When something appear not work correctly, first migrate to a more long-term version (6.48.6) and check if is not already solved.
And also, after 2 years (2020-Jul-08) is the time to upgrade…

We had similar problems a few years ago (though with equipment from another vendor) and I believe the root cause was that tcp suffered from double nac and like. It was solved by fine tuning the tcp settings mtu etc. Google “tcp timeout satellite links” for some hints

Two years old fw is just fine if everything runs smoothly in production. My advice is do NOT upgrade for the sole purpose of checking this out since you may run into other problems instead.

If possible to use a sniffer which is able to trigger on broken connections using a long time recording ie plenty of storage space. Then you might be able to correlate the error from the MT logs and hopefully locate the root cause. In addition, it’s not always necessarily a router problem as the problem also might originate from the end equipment.

@Larsa… two year firmware is OK?..

Just for cite some publics vulnerability, and I don’t mention the hidden ones, on version 6.47.1, repaired in later versions…

What’s new in 6.48.3 (2021-May-25 06:09)> :
MAJOR CHANGES IN v6.48.3:
!) wireless - fixed all affecting ‘FragAttacks’ vulnerabilities (CVE-2020-24587, CVE-2020-24588, CVE-2020-26144, CVE-2020-26146, CVE-2020-26147)

Security vulnerabilities is of course allways important to consider but even then there might be other ways to mitigate issues but to perform a direct upgrade.

It all depends on the current situation and what type of vulnerabilities you have to deal with as well as many other aspects but that’s beside the point in this particular matter.

It might be a linguistic misconception but my point was not to upgrade for the sole purpose of investigate this particular matter as you may encounter new issues especially if your preferred way of working is trail n’ error (aka ctl-alt-del)

Personally I always prefer to identify the root cause first thing.

You'd be surprised how many HOSPITALS still run WINDOWS XP (Yes, XP !) because otherwise their lab-tools don't work anymore.
Now, if that is a wise decision or not, thát's another discussion ...

Thanks for the pointers guys, unfortunately the problem was somewhere else..

In the end this was related to the queue type kind the hotspot users were assigned once they were logged in, we use a shore based radius server and when the users were logged in they were assigned to the default-small queue which is set as pfifo.
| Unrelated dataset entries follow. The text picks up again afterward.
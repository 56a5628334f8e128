//! tenantql data model
//!
//! Types shared by every stage of canonical-to-tenant query translation:
//! tenant schemas, the canonical vocabulary, per-tenant mapping sets and the
//! ephemeral analysis/validation/result records. Everything here is plain data
//! and serializes deterministically so cached mappings survive restarts.

use sha2::{Digest, Sha256};

mod analysis;
mod canonical;
mod mapping;
mod result;
mod schema;

pub use analysis::*;
pub use canonical::*;
pub use mapping::*;
pub use result::*;
pub use schema::*;

/// SHA-256 fingerprint of a canonical query, used to correlate log lines for one call.
///
/// Whitespace runs are collapsed first so reformatting a query does not change it.
pub fn query_fingerprint(query: &str) -> String {
    let normalized = query.split_whitespace().collect::<Vec<_>>().join(" ");
    let mut hasher = Sha256::new();
    hasher.update(normalized.as_bytes());
    format!("{:x}", hasher.finalize())
}
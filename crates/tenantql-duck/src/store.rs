//! Durable mapping records in a DuckDB table

use async_trait::async_trait;
use duckdb::{params, Connection, OptionalExt};
use std::path::Path;
use std::sync::{Arc, Mutex};
use tenantql_engine::model::MappingSet;
use tenantql_engine::{MappingStore, StoreError};

const CREATE_SQL: &str = "CREATE TABLE IF NOT EXISTS tenant_mappings (
    tenant_id VARCHAR PRIMARY KEY,
    record VARCHAR NOT NULL,
    updated_at TIMESTAMP NOT NULL
)";

/// One row per tenant holding the serialized mapping record. Writes replace
/// the row in a single statement, so readers never see a partial record.
#[derive(Clone)]
pub struct DuckMappingStore {
    conn: Arc<Mutex<Connection>>,
}

fn db(e: duckdb::Error) -> StoreError {
    StoreError::Backend(e.to_string())
}

impl DuckMappingStore {
    pub fn open(path: &Path) -> Result<Self, StoreError> {
        if let Some(parent) = path.parent() {
            if !parent.as_os_str().is_empty() {
                std::fs::create_dir_all(parent)?;
            }
        }
        let conn = Connection::open(path).map_err(db)?;
        tracing::info!(path = %path.display(), "Opened DuckDB mapping store");
        Self::init(conn)
    }

    pub fn open_in_memory() -> Result<Self, StoreError> {
        Self::init(Connection::open_in_memory().map_err(db)?)
    }

    fn init(conn: Connection) -> Result<Self, StoreError> {
        conn.execute_batch(CREATE_SQL).map_err(db)?;
        Ok(Self {
            conn: Arc::new(Mutex::new(conn)),
        })
    }

    async fn with_conn<T, F>(&self, f: F) -> Result<T, StoreError>
    where
        F: FnOnce(&mut Connection) -> Result<T, StoreError> + Send + 'static,
        T: Send + 'static,
    {
        let conn = self.conn.clone();
        tokio::task::spawn_blocking(move || {
            let mut guard = conn
                .lock()
                .map_err(|_| StoreError::Backend("mapping store connection poisoned".to_string()))?;
            f(&mut guard)
        })
        .await
        .map_err(|e| StoreError::Backend(e.to_string()))?
    }
}

fn read(conn: &Connection, tenant_id: &str) -> Result<Option<MappingSet>, StoreError> {
    let record: Option<String> = conn
        .query_row(
            "SELECT record FROM tenant_mappings WHERE tenant_id = ?",
            params![tenant_id],
            |row| row.get(0),
        )
        .optional()
        .map_err(db)?;
    match record {
        Some(json) => Ok(Some(serde_json::from_str(&json)?)),
        None => Ok(None),
    }
}

fn write(conn: &Connection, mappings: &MappingSet) -> Result<(), StoreError> {
    let json = serde_json::to_string(mappings)?;
    conn.execute(
        "INSERT OR REPLACE INTO tenant_mappings VALUES (?, ?, now())",
        params![mappings.tenant_id, json],
    )
    .map_err(db)?;
    Ok(())
}

#[async_trait]
impl MappingStore for DuckMappingStore {
    async fn get(&self, tenant_id: &str) -> Result<Option<MappingSet>, StoreError> {
        let tenant = tenant_id.to_string();
        self.with_conn(move |conn| read(conn, &tenant)).await
    }

    async fn put(&self, mappings: &MappingSet) -> Result<(), StoreError> {
        let mappings = mappings.clone();
        self.with_conn(move |conn| write(conn, &mappings)).await?;
        tracing::debug!("Stored mapping record");
        Ok(())
    }

    async fn touch(&self, tenant_id: &str) -> Result<(), StoreError> {
        let tenant = tenant_id.to_string();
        self.with_conn(move |conn| {
            let tx = conn.transaction().map_err(db)?;
            if let Some(mut record) = read(&tx, &tenant)? {
                record.touch();
                write(&tx, &record)?;
            }
            tx.commit().map_err(db)
        })
        .await
    }

    async fn clear(&self, tenant_id: &str) -> Result<bool, StoreError> {
        let tenant = tenant_id.to_string();
        self.with_conn(move |conn| {
            let removed = conn
                .execute("DELETE FROM tenant_mappings WHERE tenant_id = ?", params![tenant])
                .map_err(db)?;
            Ok(removed > 0)
        })
        .await
    }

    async fn tenants(&self) -> Result<Vec<String>, StoreError> {
        self.with_conn(|conn| {
            let mut stmt = conn
                .prepare("SELECT tenant_id FROM tenant_mappings ORDER BY tenant_id")
                .map_err(db)?;
            let rows = stmt.query_map([], |row| row.get::<_, String>(0)).map_err(db)?;
            rows.collect::<Result<Vec<_>, _>>().map_err(db)
        })
        .await
    }
}

impl std::fmt::Debug for DuckMappingStore {
    fn fmt(&self, f: &mut std::fmt::Formatter<'_>) -> std::fmt::Result {
        f.debug_struct("DuckMappingStore").finish_non_exhaustive()
    }
}
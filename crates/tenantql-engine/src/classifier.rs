//! Query Classifier
//!
//! A query is `simple` only when a token-level rewrite is guaranteed to be
//! correct: one mapped canonical table, no joins, no aggregation, no derived
//! fields. Anything the structural scan cannot see through (subqueries, set
//! operations, CTEs, unmapped tables) is `complex`.

use tenantql_model::{CanonicalSchema, Complexity, MappingKind, MappingSet, QueryAnalysis};
use tenantql_sql::Statement;
use thiserror::Error;

#[derive(Debug, Error)]
pub enum ClassifyError {
    #[error("Only SELECT queries can be translated, got {0}")]
    NotSelect(String),

    #[error("Query references no table")]
    NoTable,

    #[error("Expected exactly one statement, found {0}")]
    MultipleStatements(usize),
}

pub fn classify(
    stmt: &Statement,
    mappings: &MappingSet,
    canonical: &CanonicalSchema,
) -> Result<QueryAnalysis, ClassifyError> {
    match stmt.leading_keyword().as_deref() {
        Some("SELECT") | Some("WITH") => {}
        Some(other) => return Err(ClassifyError::NotSelect(other.to_string())),
        None => return Err(ClassifyError::NotSelect("empty query".to_string())),
    }
    let statements = stmt.statement_count();
    if statements > 1 {
        return Err(ClassifyError::MultipleStatements(statements));
    }

    let mut tables: Vec<String> = Vec::new();
    for t in stmt.tables() {
        if !tables.iter().any(|x| x.eq_ignore_ascii_case(&t.name)) {
            tables.push(t.name.clone());
        }
    }
    if tables.is_empty() {
        return Err(ClassifyError::NoTable);
    }

    let mut columns: Vec<String> = Vec::new();
    for c in stmt.bare_columns().into_iter().chain(stmt.qualified_columns()) {
        if !columns.iter().any(|x| x.eq_ignore_ascii_case(&c.column)) {
            columns.push(c.column);
        }
    }

    let canonical_tables: Vec<&String> = tables.iter().filter(|t| canonical.is_table(t)).collect();

    // derived fields named explicitly, or pulled in through a wildcard
    let mut derived_fields: Vec<String> = Vec::new();
    for d in &mappings.derived_mappings {
        let owned_by_query = canonical
            .field(&d.canonical_field)
            .map(|(table, _)| canonical_tables.iter().any(|t| t.eq_ignore_ascii_case(&table.name)))
            .unwrap_or(false);
        let named = columns.iter().any(|c| c.eq_ignore_ascii_case(&d.canonical_field));
        if owned_by_query && (named || stmt.has_wildcard()) {
            derived_fields.push(d.canonical_field.clone());
        }
    }

    let has_join = stmt.has_join();
    let has_aggregation = stmt.has_aggregation();
    let has_subquery = stmt.has_subquery() || stmt.has_set_operation() || !stmt.ctes().is_empty();
    let has_derived_field = !derived_fields.is_empty();

    let simple = canonical_tables.len() == 1
        && tables.len() == 1
        && !has_join
        && !has_aggregation
        && !has_derived_field
        && !has_subquery
        && direct_mappings_stay_on_table(&tables[0], &columns, mappings);

    Ok(QueryAnalysis {
        complexity: if simple { Complexity::Simple } else { Complexity::Complex },
        tables_referenced: tables,
        columns_referenced: columns,
        has_join,
        has_aggregation,
        has_derived_field,
        has_subquery,
        derived_fields,
    })
}

/// A field mapped onto a different tenant table needs a join, so the query
/// cannot be rewritten in place
fn direct_mappings_stay_on_table(canonical_table: &str, columns: &[String], mappings: &MappingSet) -> bool {
    let Some(table) = mappings.table(canonical_table) else {
        return false;
    };
    columns.iter().all(|c| match mappings.field(c) {
        Some(f) if f.kind == MappingKind::Direct => f.target_table.eq_ignore_ascii_case(&table.tenant_table),
        Some(_) => false,
        None => true,
    })
}

#[cfg(test)]
mod tests {
    use super::*;
    use crate::fixtures::awards_mappings;

    fn analyze(sql: &str) -> QueryAnalysis {
        let stmt = Statement::parse(sql).unwrap();
        classify(&stmt, &awards_mappings(), &CanonicalSchema::builtin()).unwrap()
    }

    #[test]
    fn test_single_table_without_derived_is_simple() {
        let analysis = analyze("SELECT contract_id, title FROM contracts WHERE value_amount > 1000");
        assert_eq!(analysis.complexity, Complexity::Simple);
        assert_eq!(analysis.tables_referenced, vec!["contracts"]);
        assert_eq!(analysis.columns_referenced, vec!["contract_id", "title", "value_amount"]);
        assert!(!analysis.has_derived_field);
    }

    #[test]
    fn test_derived_field_is_complex() {
        let analysis = analyze("SELECT contract_id, status FROM contracts WHERE status='active'");
        assert_eq!(analysis.complexity, Complexity::Complex);
        assert!(analysis.has_derived_field);
        assert_eq!(analysis.derived_fields, vec!["status"]);
        assert!(!analysis.has_join);
    }

    #[test]
    fn test_wildcard_pulls_in_derived_fields() {
        let analysis = analyze("SELECT * FROM contracts");
        assert_eq!(analysis.complexity, Complexity::Complex);
        assert_eq!(analysis.derived_fields, vec!["status"]);
    }

    #[test]
    fn test_join_and_aggregation_are_complex() {
        assert!(analyze("SELECT c.title, p.name FROM contracts c JOIN parties p ON c.buyer_party_id = p.party_id").has_join);
        let agg = analyze("SELECT COUNT(*) FROM contracts");
        assert!(agg.has_aggregation);
        assert_eq!(agg.complexity, Complexity::Complex);
    }

    #[test]
    fn test_hidden_derived_field_in_subquery_is_complex() {
        let analysis = analyze(
            "SELECT contract_id FROM contracts WHERE contract_id IN (SELECT contract_id FROM contracts WHERE status = 'active')",
        );
        assert_eq!(analysis.complexity, Complexity::Complex);
        assert!(analysis.has_subquery);
    }

    #[test]
    fn test_unknown_table_is_complex() {
        assert_eq!(analyze("SELECT * FROM bids").complexity, Complexity::Complex);
    }

    #[test]
    fn test_field_on_other_tenant_table_is_complex() {
        let analysis = analyze("SELECT contract_id, value_amount FROM contracts");
        assert_eq!(analysis.complexity, Complexity::Simple);

        let mut mappings = awards_mappings();
        for f in mappings.field_mappings.iter_mut() {
            if f.canonical_field == "value_amount" {
                f.target_table = "award_financials".to_string();
            }
        }
        let stmt = Statement::parse("SELECT contract_id, value_amount FROM contracts").unwrap();
        let analysis = classify(&stmt, &mappings, &CanonicalSchema::builtin()).unwrap();
        assert_eq!(analysis.complexity, Complexity::Complex);
    }

    #[test]
    fn test_rejects_non_select() {
        let stmt = Statement::parse("DELETE FROM contracts").unwrap();
        assert!(matches!(
            classify(&stmt, &awards_mappings(), &CanonicalSchema::builtin()),
            Err(ClassifyError::NotSelect(k)) if k == "DELETE"
        ));
        let stmt = Statement::parse("SELECT 1").unwrap();
        assert!(matches!(
            classify(&stmt, &awards_mappings(), &CanonicalSchema::builtin()),
            Err(ClassifyError::NoTable)
        ));
        let stmt = Statement::parse("SELECT title FROM contracts; SELECT 2").unwrap();
        assert!(matches!(
            classify(&stmt, &awards_mappings(), &CanonicalSchema::builtin()),
            Err(ClassifyError::MultipleStatements(2))
        ));
    }
}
Users created locally on a hotspot are assigned to the hotspot-default queue which is set as sfq. Once we changed the queue kind for the default-small to sfq the mails with attachments went through without any issues. Limited at 10MB which I believe is a server limit.

Hope this helps somebody, was driving me nuts! :smiley:

Thanks for the feedback!

Great you managed to locate the root cause and made it work. Working at sea can be a nightmare when it comes to this kind of hassle and remote management is rarely working good enough due to latency in my experience. Agree that the size limit is most probably at the server side.

Btw, I know some cruise companies are trying out Starlink at some limited regions. This together with CAKE (queue management) will probably improve both throughput and latency significantly. In my point of view this is the optimal solution.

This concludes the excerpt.